Top of RECORDED DATA

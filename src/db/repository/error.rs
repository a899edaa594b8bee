//! Error types for record store operations.
//!
//! All store backends report failures through [`RepositoryError`], carrying a
//! structured [`ErrorContext`] for debugging and monitoring.

use std::fmt;

/// Result type for repository operations
pub type RepositoryResult<T> = Result<T, RepositoryError>;

/// Structured context for repository errors.
///
/// Provides additional information about where and why an error occurred.
#[derive(Debug, Clone, Default)]
pub struct ErrorContext {
    /// The operation being performed (e.g., "count_shipments", "list_orders")
    pub operation: Option<String>,
    /// The entity type involved (e.g., "shipment", "order", "stock_item")
    pub entity: Option<String>,
    /// The entity ID if applicable
    pub entity_id: Option<String>,
    /// Additional details about the error
    pub details: Option<String>,
    /// Whether this error is retryable
    pub retryable: bool,
}

impl ErrorContext {
    /// Create a new error context with an operation name.
    pub fn new(operation: impl Into<String>) -> Self {
        Self {
            operation: Some(operation.into()),
            ..Default::default()
        }
    }

    /// Set the entity type.
    pub fn with_entity(mut self, entity: impl Into<String>) -> Self {
        self.entity = Some(entity.into());
        self
    }

    /// Set the entity ID.
    pub fn with_entity_id(mut self, id: impl ToString) -> Self {
        self.entity_id = Some(id.to_string());
        self
    }

    /// Set additional details.
    pub fn with_details(mut self, details: impl Into<String>) -> Self {
        self.details = Some(details.into());
        self
    }

    /// Mark this error as retryable.
    pub fn retryable(mut self) -> Self {
        self.retryable = true;
        self
    }
}

impl fmt::Display for ErrorContext {
    fn fmt(&self, f: &mut fmt::Formatter<'_>) -> fmt::Result {
        let mut parts = Vec::new();
        if let Some(ref op) = self.operation {
            parts.push(format!("operation={}", op));
        }
        if let Some(ref entity) = self.entity {
            parts.push(format!("entity={}", entity));
        }
        if let Some(ref id) = self.entity_id {
            parts.push(format!("id={}", id));
        }
        if let Some(ref details) = self.details {
            parts.push(format!("details={}", details));
        }
        if self.retryable {
            parts.push("retryable=true".to_string());
        }
        write!(f, "[{}]", parts.join(", "))
    }
}

/// Error type for repository operations
#[derive(Debug, thiserror::Error)]
pub enum RepositoryError {
    /// Connection pool or database connection errors.
    /// These are typically transient and may be retried.
    #[error("Connection error: {message} {context}")]
    ConnectionError {
        message: String,
        context: ErrorContext,
    },

    /// Query execution errors.
    #[error("Query error: {message} {context}")]
    QueryError {
        message: String,
        context: ErrorContext,
    },

    /// Requested entity was not found.
    #[error("Not found: {message} {context}")]
    NotFound {
        message: String,
        context: ErrorContext,
    },

    /// Data validation failed before or after a store operation.
    #[error("Data validation error: {message} {context}")]
    ValidationError {
        message: String,
        context: ErrorContext,
    },

    /// Configuration or initialization error.
    #[error("Configuration error: {message} {context}")]
    ConfigurationError {
        message: String,
        context: ErrorContext,
    },

    /// Internal/unexpected errors.
    #[error("Internal error: {message} {context}")]
    InternalError {
        message: String,
        context: ErrorContext,
    },

    /// Timeout waiting for connection or query.
    #[error("Timeout error: {message} {context}")]
    TimeoutError {
        message: String,
        context: ErrorContext,
    },
}

impl RepositoryError {
    /// Create a connection error with context.
    pub fn connection(message: impl Into<String>) -> Self {
        Self::ConnectionError {
            message: message.into(),
            context: ErrorContext::default().retryable(),
        }
    }

    /// Create a connection error with full context.
    pub fn connection_with_context(message: impl Into<String>, context: ErrorContext) -> Self {
        Self::ConnectionError {
            message: message.into(),
            context: context.retryable(),
        }
    }

    /// Create a query error.
    pub fn query(message: impl Into<String>) -> Self {
        Self::QueryError {
            message: message.into(),
            context: ErrorContext::default(),
        }
    }

    /// Create a query error with context.
    pub fn query_with_context(message: impl Into<String>, context: ErrorContext) -> Self {
        Self::QueryError {
            message: message.into(),
            context,
        }
    }

    /// Create a not found error.
    pub fn not_found(message: impl Into<String>) -> Self {
        Self::NotFound {
            message: message.into(),
            context: ErrorContext::default(),
        }
    }

    /// Create a not found error with context.
    pub fn not_found_with_context(message: impl Into<String>, context: ErrorContext) -> Self {
        Self::NotFound {
            message: message.into(),
            context,
        }
    }

    /// Create a validation error.
    pub fn validation(message: impl Into<String>) -> Self {
        Self::ValidationError {
            message: message.into(),
            context: ErrorContext::default(),
        }
    }

    /// Create a configuration error.
    pub fn configuration(message: impl Into<String>) -> Self {
        Self::ConfigurationError {
            message: message.into(),
            context: ErrorContext::default(),
        }
    }

    /// Create a configuration error with context.
    pub fn configuration_with_context(message: impl Into<String>, context: ErrorContext) -> Self {
        Self::ConfigurationError {
            message: message.into(),
            context,
        }
    }

    /// Create an internal error.
    pub fn internal(message: impl Into<String>) -> Self {
        Self::InternalError {
            message: message.into(),
            context: ErrorContext::default(),
        }
    }

    /// Create a timeout error.
    pub fn timeout(message: impl Into<String>) -> Self {
        Self::TimeoutError {
            message: message.into(),
            context: ErrorContext::default().retryable(),
        }
    }

    /// Check if this error is retryable.
    pub fn is_retryable(&self) -> bool {
        match self {
            Self::ConnectionError { context, .. } => context.retryable,
            Self::TimeoutError { context, .. } => context.retryable,
            Self::QueryError { context, .. } => context.retryable,
            _ => false,
        }
    }

    /// Get the error context.
    pub fn context(&self) -> &ErrorContext {
        match self {
            Self::ConnectionError { context, .. } => context,
            Self::QueryError { context, .. } => context,
            Self::NotFound { context, .. } => context,
            Self::ValidationError { context, .. } => context,
            Self::ConfigurationError { context, .. } => context,
            Self::InternalError { context, .. } => context,
            Self::TimeoutError { context, .. } => context,
        }
    }

    /// Add or update the operation in the error context.
    pub fn with_operation(mut self, operation: impl Into<String>) -> Self {
        match &mut self {
            Self::ConnectionError { context, .. }
            | Self::QueryError { context, .. }
            | Self::NotFound { context, .. }
            | Self::ValidationError { context, .. }
            | Self::ConfigurationError { context, .. }
            | Self::InternalError { context, .. }
            | Self::TimeoutError { context, .. } => {
                context.operation = Some(operation.into());
            }
        }
        self
    }
}

#[cfg(feature = "postgres-repo")]
impl From<diesel::result::Error> for RepositoryError {
    fn from(err: diesel::result::Error) -> Self {
        match err {
            diesel::result::Error::NotFound => RepositoryError::not_found("Record not found"),
            diesel::result::Error::DatabaseError(kind, info) => {
                let message = info.message().to_string();
                let context =
                    ErrorContext::default().with_details(format!("db_error_kind={:?}", kind));

                // Serialization failures clear on retry; other kinds do not.
                let is_retryable = matches!(
                    kind,
                    diesel::result::DatabaseErrorKind::SerializationFailure
                );

                let context = if is_retryable {
                    context.retryable()
                } else {
                    context
                };

                RepositoryError::QueryError { message, context }
            }
            diesel::result::Error::QueryBuilderError(e) => {
                RepositoryError::query(format!("Query builder error: {}", e))
            }
            diesel::result::Error::DeserializationError(e) => {
                RepositoryError::internal(format!("Deserialization error: {}", e))
            }
            diesel::result::Error::SerializationError(e) => {
                RepositoryError::internal(format!("Serialization error: {}", e))
            }
            other => RepositoryError::query(other.to_string()),
        }
    }
}

#[cfg(feature = "postgres-repo")]
impl From<diesel::r2d2::PoolError> for RepositoryError {
    fn from(err: diesel::r2d2::PoolError) -> Self {
        RepositoryError::connection_with_context(
            err.to_string(),
            ErrorContext::default()
                .with_details("pool_error")
                .retryable(),
        )
    }
}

Bottom of RECORDED DATA

▸ **PROBLEM TO WORK ON**
Give again, exactly as written, every line from the first one above through the line that has "impl fmt::Display for" in it.

▸ **TASK ANSWER**
filename src/db/repository/error.rs
repository a899edaa594b8bee
//! Error types for record store operations.
//!
//! All store backends report failures through [`RepositoryError`], carrying a
//! structured [`ErrorContext`] for debugging and monitoring.

use std::fmt;

/// Result type for repository operations
pub type RepositoryResult<T> = Result<T, RepositoryError>;

/// Structured context for repository errors.
///
/// Provides additional information about where and why an error occurred.
#[derive(Debug, Clone, Default)]
pub struct ErrorContext {
    /// The operation being performed (e.g., "count_shipments", "list_orders")
    pub operation: Option<String>,
    /// The entity type involved (e.g., "shipment", "order", "stock_item")
    pub entity: Option<String>,
    /// The entity ID if applicable
    pub entity_id: Option<String>,
    /// Additional details about the error
    pub details: Option<String>,
    /// Whether this error is retryable
    pub retryable: bool,
}

impl ErrorContext {
    /// Create a new error context with an operation name.
    pub fn new(operation: impl Into<String>) -> Self {
        Self {
            operation: Some(operation.into()),
            ..Default::default()
        }
    }

    /// Set the entity type.
    pub fn with_entity(mut self, entity: impl Into<String>) -> Self {
        self.entity = Some(entity.into());
        self
    }

    /// Set the entity ID.
    pub fn with_entity_id(mut self, id: impl ToString) -> Self {
        self.entity_id = Some(id.to_string());
        self
    }

    /// Set additional details.
    pub fn with_details(mut self, details: impl Into<String>) -> Self {
        self.details = Some(details.into());
        self
    }

    /// Mark this error as retryable.
    pub fn retryable(mut self) -> Self {
        self.retryable = true;
        self
    }
}

impl fmt::Display for ErrorContext {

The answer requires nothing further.